DATA FOR REVIEW —

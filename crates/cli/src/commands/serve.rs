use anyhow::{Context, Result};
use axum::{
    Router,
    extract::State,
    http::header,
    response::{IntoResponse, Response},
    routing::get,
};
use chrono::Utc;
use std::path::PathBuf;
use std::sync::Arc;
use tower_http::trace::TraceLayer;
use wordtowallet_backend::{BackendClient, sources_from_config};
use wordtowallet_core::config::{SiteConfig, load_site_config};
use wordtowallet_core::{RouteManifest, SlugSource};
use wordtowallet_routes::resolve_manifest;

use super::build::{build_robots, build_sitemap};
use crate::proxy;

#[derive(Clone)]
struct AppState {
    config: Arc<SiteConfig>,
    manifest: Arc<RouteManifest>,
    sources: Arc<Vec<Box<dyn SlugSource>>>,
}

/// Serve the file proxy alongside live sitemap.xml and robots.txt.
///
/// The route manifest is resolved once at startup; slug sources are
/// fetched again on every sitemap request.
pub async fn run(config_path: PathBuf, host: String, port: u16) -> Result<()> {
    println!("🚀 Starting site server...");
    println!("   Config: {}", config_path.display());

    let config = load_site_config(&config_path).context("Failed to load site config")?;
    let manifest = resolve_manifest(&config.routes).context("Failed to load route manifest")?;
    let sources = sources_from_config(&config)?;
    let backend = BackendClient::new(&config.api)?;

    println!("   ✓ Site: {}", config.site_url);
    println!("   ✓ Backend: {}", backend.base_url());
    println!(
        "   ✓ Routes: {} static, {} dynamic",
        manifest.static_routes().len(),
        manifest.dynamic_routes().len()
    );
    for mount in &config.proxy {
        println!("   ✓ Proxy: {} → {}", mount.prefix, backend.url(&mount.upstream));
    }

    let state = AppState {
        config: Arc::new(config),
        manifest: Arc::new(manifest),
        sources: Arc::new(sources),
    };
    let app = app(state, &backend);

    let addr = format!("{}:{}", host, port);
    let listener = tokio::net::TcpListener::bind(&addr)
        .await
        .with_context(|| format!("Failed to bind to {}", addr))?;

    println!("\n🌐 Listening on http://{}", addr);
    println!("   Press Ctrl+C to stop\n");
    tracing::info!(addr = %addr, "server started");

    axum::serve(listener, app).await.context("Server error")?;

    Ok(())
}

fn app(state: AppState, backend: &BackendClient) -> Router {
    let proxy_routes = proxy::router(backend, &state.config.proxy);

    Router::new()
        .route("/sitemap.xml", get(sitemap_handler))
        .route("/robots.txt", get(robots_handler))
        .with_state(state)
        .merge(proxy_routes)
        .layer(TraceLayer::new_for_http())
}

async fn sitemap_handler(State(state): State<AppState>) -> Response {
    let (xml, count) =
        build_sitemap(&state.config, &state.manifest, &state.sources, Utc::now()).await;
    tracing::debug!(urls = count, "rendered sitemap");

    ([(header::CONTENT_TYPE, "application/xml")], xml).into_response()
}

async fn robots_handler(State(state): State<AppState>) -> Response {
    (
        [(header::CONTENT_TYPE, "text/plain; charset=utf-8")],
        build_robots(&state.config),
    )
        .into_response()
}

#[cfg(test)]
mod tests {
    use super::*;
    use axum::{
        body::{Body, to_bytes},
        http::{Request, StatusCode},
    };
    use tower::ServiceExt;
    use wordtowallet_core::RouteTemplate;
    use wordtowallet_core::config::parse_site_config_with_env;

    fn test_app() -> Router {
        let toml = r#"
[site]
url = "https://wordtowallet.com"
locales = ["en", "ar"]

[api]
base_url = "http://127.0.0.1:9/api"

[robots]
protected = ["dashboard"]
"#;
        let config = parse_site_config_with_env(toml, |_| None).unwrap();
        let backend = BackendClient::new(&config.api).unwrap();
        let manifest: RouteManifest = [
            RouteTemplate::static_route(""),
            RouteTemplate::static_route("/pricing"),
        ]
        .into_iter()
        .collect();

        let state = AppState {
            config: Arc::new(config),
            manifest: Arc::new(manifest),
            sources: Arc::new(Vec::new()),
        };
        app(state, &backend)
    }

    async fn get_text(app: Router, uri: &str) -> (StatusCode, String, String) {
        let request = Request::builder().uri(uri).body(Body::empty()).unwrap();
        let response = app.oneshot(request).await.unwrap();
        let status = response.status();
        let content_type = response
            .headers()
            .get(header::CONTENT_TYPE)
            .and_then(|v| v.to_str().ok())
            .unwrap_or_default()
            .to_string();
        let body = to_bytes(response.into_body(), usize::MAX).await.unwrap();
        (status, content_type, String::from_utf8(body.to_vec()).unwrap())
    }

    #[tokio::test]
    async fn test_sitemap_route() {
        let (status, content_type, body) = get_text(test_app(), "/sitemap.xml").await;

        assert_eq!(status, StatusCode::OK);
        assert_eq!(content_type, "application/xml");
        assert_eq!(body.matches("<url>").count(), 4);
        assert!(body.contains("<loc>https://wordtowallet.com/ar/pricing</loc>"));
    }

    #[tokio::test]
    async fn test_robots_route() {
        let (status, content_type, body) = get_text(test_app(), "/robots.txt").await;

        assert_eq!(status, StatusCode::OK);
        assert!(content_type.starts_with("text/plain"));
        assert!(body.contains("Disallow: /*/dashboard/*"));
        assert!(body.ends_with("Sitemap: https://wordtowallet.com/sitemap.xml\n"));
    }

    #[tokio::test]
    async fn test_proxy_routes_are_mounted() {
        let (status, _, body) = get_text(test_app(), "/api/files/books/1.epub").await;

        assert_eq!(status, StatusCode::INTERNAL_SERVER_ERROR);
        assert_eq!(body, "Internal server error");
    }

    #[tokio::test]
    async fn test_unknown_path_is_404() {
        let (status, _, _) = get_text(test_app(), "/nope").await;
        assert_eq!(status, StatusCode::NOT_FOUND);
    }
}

PROBLEM REQUIREMENTS —
Each line above must be reproduced exactly.

RESPONSE —
filename crates/cli/src/commands/serve.rs
use anyhow::{Context, Result};
use axum::{
    Router,
    extract::State,
    http::header,
    response::{IntoResponse, Response},
    routing::get,
};
use chrono::Utc;
use std::path::PathBuf;
use std::sync::Arc;
use tower_http::trace::TraceLayer;
use wordtowallet_backend::{BackendClient, sources_from_config};
use wordtowallet_core::config::{SiteConfig, load_site_config};
use wordtowallet_core::{RouteManifest, SlugSource};
use wordtowallet_routes::resolve_manifest;

use super::build::{build_robots, build_sitemap};
use crate::proxy;

#[derive(Clone)]
struct AppState {
    config: Arc<SiteConfig>,
    manifest: Arc<RouteManifest>,
    sources: Arc<Vec<Box<dyn SlugSource>>>,
}

/// Serve the file proxy alongside live sitemap.xml and robots.txt.
///
/// The route manifest is resolved once at startup; slug sources are
/// fetched again on every sitemap request.
pub async fn run(config_path: PathBuf, host: String, port: u16) -> Result<()> {
    println!("🚀 Starting site server...");
    println!("   Config: {}", config_path.display());

    let config = load_site_config(&config_path).context("Failed to load site config")?;
    let manifest = resolve_manifest(&config.routes).context("Failed to load route manifest")?;
    let sources = sources_from_config(&config)?;
    let backend = BackendClient::new(&config.api)?;

    println!("   ✓ Site: {}", config.site_url);
    println!("   ✓ Backend: {}", backend.base_url());
    println!(
        "   ✓ Routes: {} static, {} dynamic",
        manifest.static_routes().len(),
        manifest.dynamic_routes().len()
    );
    for mount in &config.proxy {
        println!("   ✓ Proxy: {} → {}", mount.prefix, backend.url(&mount.upstream));
    }

    let state = AppState {
        config: Arc::new(config),
        manifest: Arc::new(manifest),
        sources: Arc::new(sources),
    };
    let app = app(state, &backend);

    let addr = format!("{}:{}", host, port);
    let listener = tokio::net::TcpListener::bind(&addr)
        .await
        .with_context(|| format!("Failed to bind to {}", addr))?;

    println!("\n🌐 Listening on http://{}", addr);
    println!("   Press Ctrl+C to stop\n");
    tracing::info!(addr = %addr, "server started");

    axum::serve(listener, app).await.context("Server error")?;

    Ok(())
}

fn app(state: AppState, backend: &BackendClient) -> Router {
    let proxy_routes = proxy::router(backend, &state.config.proxy);

    Router::new()
        .route("/sitemap.xml", get(sitemap_handler))
        .route("/robots.txt", get(robots_handler))
        .with_state(state)
        .merge(proxy_routes)
        .layer(TraceLayer::new_for_http())
}

async fn sitemap_handler(State(state): State<AppState>) -> Response {
    let (xml, count) =
        build_sitemap(&state.config, &state.manifest, &state.sources, Utc::now()).await;
    tracing::debug!(urls = count, "rendered sitemap");

    ([(header::CONTENT_TYPE, "application/xml")], xml).into_response()
}

async fn robots_handler(State(state): State<AppState>) -> Response {
    (
        [(header::CONTENT_TYPE, "text/plain; charset=utf-8")],
        build_robots(&state.config),
    )
        .into_response()
}

#[cfg(test)]
mod tests {
    use super::*;
    use axum::{
        body::{Body, to_bytes},
        http::{Request, StatusCode},
    };
    use tower::ServiceExt;
    use wordtowallet_core::RouteTemplate;
    use wordtowallet_core::config::parse_site_config_with_env;

    fn test_app() -> Router {
        let toml = r#"
[site]
url = "https://wordtowallet.com"
locales = ["en", "ar"]

[api]
base_url = "http://127.0.0.1:9/api"

[robots]
protected = ["dashboard"]
"#;
        let config = parse_site_config_with_env(toml, |_| None).unwrap();
        let backend = BackendClient::new(&config.api).unwrap();
        let manifest: RouteManifest = [
            RouteTemplate::static_route(""),
            RouteTemplate::static_route("/pricing"),
        ]
        .into_iter()
        .collect();

        let state = AppState {
            config: Arc::new(config),
            manifest: Arc::new(manifest),
            sources: Arc::new(Vec::new()),
        };
        app(state, &backend)
    }

    async fn get_text(app: Router, uri: &str) -> (StatusCode, String, String) {
        let request = Request::builder().uri(uri).body(Body::empty()).unwrap();
        let response = app.oneshot(request).await.unwrap();
        let status = response.status();
        let content_type = response
            .headers()
            .get(header::CONTENT_TYPE)
            .and_then(|v| v.to_str().ok())
            .unwrap_or_default()
            .to_string();
        let body = to_bytes(response.into_body(), usize::MAX).await.unwrap();
        (status, content_type, String::from_utf8(body.to_vec()).unwrap())
    }

    #[tokio::test]
    async fn test_sitemap_route() {
        let (status, content_type, body) = get_text(test_app(), "/sitemap.xml").await;

        assert_eq!(status, StatusCode::OK);
        assert_eq!(content_type, "application/xml");
        assert_eq!(body.matches("<url>").count(), 4);
        assert!(body.contains("<loc>https://wordtowallet.com/ar/pricing</loc>"));
    }

    #[tokio::test]
    async fn test_robots_route() {
        let (status, content_type, body) = get_text(test_app(), "/robots.txt").await;

        assert_eq!(status, StatusCode::OK);
        assert!(content_type.starts_with("text/plain"));
        assert!(body.contains("Disallow: /*/dashboard/*"));
        assert!(body.ends_with("Sitemap: https://wordtowallet.com/sitemap.xml\n"));
    }

    #[tokio::test]
    async fn test_proxy_routes_are_mounted() {
        let (status, _, body) = get_text(test_app(), "/api/files/books/1.epub").await;

        assert_eq!(status, StatusCode::INTERNAL_SERVER_ERROR);
        assert_eq!(body, "Internal server error");
    }

    #[tokio::test]
    async fn test_unknown_path_is_404() {
        let (status, _, _) = get_text(test_app(), "/nope").await;
        assert_eq!(status, StatusCode::NOT_FOUND);
    }
}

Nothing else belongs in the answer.